__EXERCISE OBJECTIVE__
For this exercise, please find the lines in the entries that include the word "MetadataParser" and copy them.

Saved entries:
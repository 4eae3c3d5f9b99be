//! Work performed inside pipeline workers.
//!
//! This module provides:
//! - `ImageDecoder` / `FileDecoder` - file to bitmap at a target size
//! - `MetadataParser` / `HeaderMetadataParser` - photo metadata
//! - `AssociationSource` / `SqliteAssociationStore` - tour links

pub mod association;
pub mod decode;
pub mod metadata;

pub use association::{AssociationSource, SqliteAssociationStore};
pub use decode::{DecodeJob, FileDecoder, ImageDecoder};
pub use metadata::{HeaderMetadataParser, MetadataParser};
//! Image decoding using the image crate.
//!
//! Resized qualities are scaled so their longest side matches the target
//! size while preserving aspect ratio. Sources are never upscaled.

use std::io::Cursor;
use std::path::Path;

use anyhow::{anyhow, Context, Result};
use image::codecs::gif::GifDecoder;
use image::imageops::FilterType;
use image::{AnimationDecoder, DynamicImage, GenericImageView, ImageFormat};
use tracing::trace;

use crate::config::DecodeBackend;
use crate::models::ImageQuality;

/// What a worker asks the decoder for.
#[derive(Debug, Clone, Copy)]
pub struct DecodeJob<'a> {
    pub path: &'a Path,
    pub quality: ImageQuality,
    /// Longest side in pixels, 0 for full resolution.
    pub target_size: u32,
    pub backend: DecodeBackend,
}

/// Turns a file into a bitmap. Called on pool worker threads.
pub trait ImageDecoder: Send + Sync {
    fn decode(&self, job: &DecodeJob<'_>) -> Result<DynamicImage>;
}

/// Decoder reading images from the filesystem.
#[derive(Debug, Default, Clone, Copy)]
pub struct FileDecoder;

impl ImageDecoder for FileDecoder {
    fn decode(&self, job: &DecodeJob<'_>) -> Result<DynamicImage> {
        let img = open_image(job.path)?;
        if job.target_size == 0 {
            return Ok(img);
        }

        let (src_width, src_height) = img.dimensions();
        let (width, height) = fit_within(src_width, src_height, job.target_size);
        if (width, height) == (src_width, src_height) {
            return Ok(img);
        }

        trace!(
            path = ?job.path,
            quality = %job.quality,
            src_width,
            src_height,
            width,
            height,
            "Resizing decoded image"
        );
        let filter = match job.backend {
            DecodeBackend::Fast => FilterType::Triangle,
            DecodeBackend::Quality => FilterType::CatmullRom,
        };
        Ok(img.resize_exact(width, height, filter))
    }
}

/// Opens an image, taking the first frame of animated GIFs.
pub fn open_image(path: &Path) -> Result<DynamicImage> {
    let bytes = std::fs::read(path).with_context(|| format!("Failed to read image: {:?}", path))?;
    let format = image::guess_format(&bytes).ok();

    if format == Some(ImageFormat::Gif) {
        let decoder = GifDecoder::new(Cursor::new(bytes))
            .with_context(|| format!("Failed to decode GIF: {:?}", path))?;
        let mut frames = decoder.into_frames();
        if let Some(frame) = frames.next() {
            let frame = frame.context("Failed to decode GIF frame")?;
            return Ok(DynamicImage::ImageRgba8(frame.into_buffer()));
        }
        return Err(anyhow!("GIF has no frames: {:?}", path));
    }

    match format {
        Some(fmt) => image::load_from_memory_with_format(&bytes, fmt)
            .with_context(|| format!("Failed to decode image: {:?}", path)),
        None => image::load_from_memory(&bytes)
            .with_context(|| format!("Failed to decode image: {:?}", path)),
    }
}

/// Scales (width, height) so the longest side is at most `target`.
pub fn fit_within(src_width: u32, src_height: u32, target: u32) -> (u32, u32) {
    if src_width == 0 || src_height == 0 {
        return (target.max(1), target.max(1));
    }

    let longest = src_width.max(src_height);
    if longest <= target {
        return (src_width, src_height);
    }

    let scale = target as f64 / longest as f64;
    let width = (src_width as f64 * scale).round() as u32;
    let height = (src_height as f64 * scale).round() as u32;
    (width.max(1), height.max(1))
}

/// Check if a file extension is one the decoder supports.
pub fn is_supported_extension(ext: &str) -> bool {
    matches!(
        ext.to_lowercase().as_str(),
        "jpg" | "jpeg" | "png" | "webp" | "gif" | "bmp" | "tiff" | "tif"
    )
}

#[cfg(test)]
mod tests {
    use super::*;
    use tempfile::tempdir;

    #[test]
    fn test_fit_within_landscape() {
        let (w, h) = fit_within(1920, 1080, 256);
        assert_eq!(w, 256);
        assert_eq!(h, 144);
    }

    #[test]
    fn test_fit_within_portrait() {
        let (w, h) = fit_within(1000, 4000, 400);
        assert_eq!(h, 400);
        assert_eq!(w, 100);
    }

    #[test]
    fn test_fit_within_never_upscales() {
        assert_eq!(fit_within(200, 100, 256), (200, 100));
    }

    #[test]
    fn test_fit_within_extreme_panorama() {
        let (w, h) = fit_within(100_000, 10, 256);
        assert_eq!(w, 256);
        assert_eq!(h, 1);
    }

    #[test]
    fn test_supported_extensions() {
        assert!(is_supported_extension("JPG"));
        assert!(is_supported_extension("tif"));
        assert!(!is_supported_extension("txt"));
        assert!(!is_supported_extension("mp4"));
    }

    #[test]
    fn test_file_decoder_resizes() {
        let dir = tempdir().unwrap();
        let path = dir.path().join("big.png");
        DynamicImage::new_rgb8(400, 200).save(&path).unwrap();

        let job = DecodeJob {
            path: &path,
            quality: ImageQuality::Thumb,
            target_size: 100,
            backend: DecodeBackend::Fast,
        };
        let img = FileDecoder.decode(&job).unwrap();
        assert_eq!(img.dimensions(), (100, 50));

        let full = DecodeJob {
            target_size: 0,
            quality: ImageQuality::Original,
            ..job
        };
        assert_eq!(FileDecoder.decode(&full).unwrap().dimensions(), (400, 200));
    }

    #[test]
    fn test_file_decoder_rejects_garbage() {
        let dir = tempdir().unwrap();
        let path = dir.path().join("broken.jpg");
        std::fs::write(&path, b"not a real jpeg file").unwrap();

        let job = DecodeJob {
            path: &path,
            quality: ImageQuality::Thumb,
            target_size: 100,
            backend: DecodeBackend::Quality,
        };
        assert!(FileDecoder.decode(&job).is_err());
    }
}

__EXPECTED ANSWER__
//! - `MetadataParser` / `HeaderMetadataParser` - photo metadata
pub use metadata::{HeaderMetadataParser, MetadataParser};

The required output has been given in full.